Although the traditional approach to measuring ROI on learning and development is to ensure that the financial benefits exceed the costs of delivery. The drawback with this approach is that it may not take into account all costs including opportunity costs and those intangible benefits which are difficult to quantify but may be critical to sustain a firm’s desired culture and competitive advantage. It may therefore be preferable to adopt a more holistic approach to evaluation that combines a financial assessment (ROI) with an assessment of intangible benefits of learning and development activities.
Business model
A business model describes how a business creates, delivers relevant, significant and lasting value to its target customers and captures some of that value (through its pricing) to ensure its sustainability and for the benefit of the other key stakeholders.
A business model describes how a firm does business and the framework of key interdependent activities that a firm undertakes to create sustainable value for its key stakeholders (including target customers, employees, owners, investors and the wider community).
Hiring
Making critical selection decisions based on casual conversations in a social setting may occasionally prove to be effective to select the right person but this approach is unlikely to be reliable in the long term. The probability of hiring the right person is usually correlated with the quality of data obtained about the candidates during the selection process.
This is the reason why using a variety of selection tools provides a richer, multidimensional view of candidates and tends to prevent selection bias (gravitating too quickly to candidates that are most like us), which is a common challenge in recruitment processes.
Involving the right people in the hiring process enhances objectivity and is a critical success factor. This is particularly relevant with regard to the composition of the interview selection panel in order to mitigate the risk of ‘group think’ whereby panellists passively agree with the most dominant panel member in order to avoid conflict.

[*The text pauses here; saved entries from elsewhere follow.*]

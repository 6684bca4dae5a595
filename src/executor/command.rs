//! Executor that runs an external program per job.
//!
//! The model handle is the program to run. The job payload is written to
//! its stdin and its stdout becomes the result. A non-zero exit status fails
//! the job with the program's stderr as the reason.

use std::io::Write;
use std::path::{Path, PathBuf};
use std::process::{Command, Output, Stdio};

use tracing::debug;

use super::{Executor, ExecutorError, ExecutorFactory};

/// Creates a [`CommandExecutor`] per worker.
#[derive(Debug, Clone, Default)]
pub struct CommandFactory {
    args: Vec<String>,
}

impl CommandFactory {
    pub fn new() -> Self {
        Self::default()
    }

    /// Extra arguments passed to the program on every invocation.
    pub fn with_args(mut self, args: impl IntoIterator<Item = impl Into<String>>) -> Self {
        self.args = args.into_iter().map(Into::into).collect();
        self
    }
}

impl ExecutorFactory for CommandFactory {
    fn create(&self, model: &Path) -> Result<Box<dyn Executor>, ExecutorError> {
        if !model.is_file() {
            return Err(ExecutorError::Init(format!(
                "program not found: {}",
                model.display()
            )));
        }

        Ok(Box::new(CommandExecutor {
            program: model.to_path_buf(),
            args: self.args.clone(),
        }))
    }
}

/// Runs one program invocation per job.
#[derive(Debug, Clone)]
pub struct CommandExecutor {
    program: PathBuf,
    args: Vec<String>,
}

impl CommandExecutor {
    /// Program run for every job.
    pub fn program(&self) -> &Path {
        &self.program
    }

    fn run(&self, input: &str) -> Result<Output, ExecutorError> {
        let mut child = Command::new(&self.program)
            .args(&self.args)
            .stdin(Stdio::piped())
            .stdout(Stdio::piped())
            .stderr(Stdio::piped())
            .spawn()?;

        // Feed stdin from a separate thread: a program that writes a lot
        // before reading everything would otherwise deadlock on full pipes.
        let writer = child.stdin.take().map(|mut stdin| {
            let input = input.to_owned();
            std::thread::spawn(move || stdin.write_all(input.as_bytes()))
        });

        let output = child.wait_with_output()?;

        if let Some(writer) = writer {
            match writer.join() {
                Ok(Ok(())) => {}
                // The program may legitimately exit without reading stdin.
                Ok(Err(e)) if e.kind() == std::io::ErrorKind::BrokenPipe => {}
                Ok(Err(e)) => return Err(ExecutorError::Io(e)),
                Err(_) => {
                    return Err(ExecutorError::Failed(
                        "stdin writer thread panicked".to_string(),
                    ))
                }
            }
        }

        Ok(output)
    }
}

impl Executor for CommandExecutor {
    fn execute(&mut self, input: &str) -> Result<String, ExecutorError> {
        debug!(program = %self.program.display(), bytes = input.len(), "Running command");

        let output = self.run(input)?;
        let stdout = String::from_utf8_lossy(&output.stdout).to_string();

        if output.status.success() {
            return Ok(stdout);
        }

        let stderr = String::from_utf8_lossy(&output.stderr).trim().to_string();
        Err(ExecutorError::Failed(if stderr.is_empty() {
            format!("exit code: {:?}", output.status.code())
        } else {
            stderr
        }))
    }
}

Business development is a critical competence for many firms but it is very easy to exaggerate this attribute in a potential candidate and overlook their weaknesses with regard to other attributes such as customer service, compliance, team work and allow the halo effect to result in a wrong decision.
Complaints handling
The ability to be truly objective in an internal complaints process requires someone to step out of the firm’s way of doing things (i.e. culture) to establish whether the customer’s complaint has some merit. Senior management of firms can embed and enhance independence and objectivity in their internal complaints handling process by ensuring the following:
- Investigation of complaints should not be perceived just as a ‘low level’ compliance task but as a brand enhancing activity;
- The quality of the investigation should not be influenced by the perceived financial value of the clients to the firm;
- Independent investigation officers should ensure that the nature of the investigation is dependent entirely on the nature of the complaint and all available evidence is evaluated thoroughly and fairly;
- Periodic reviews of the appropriateness of the decisions on internal complaints by the senior management of the firm.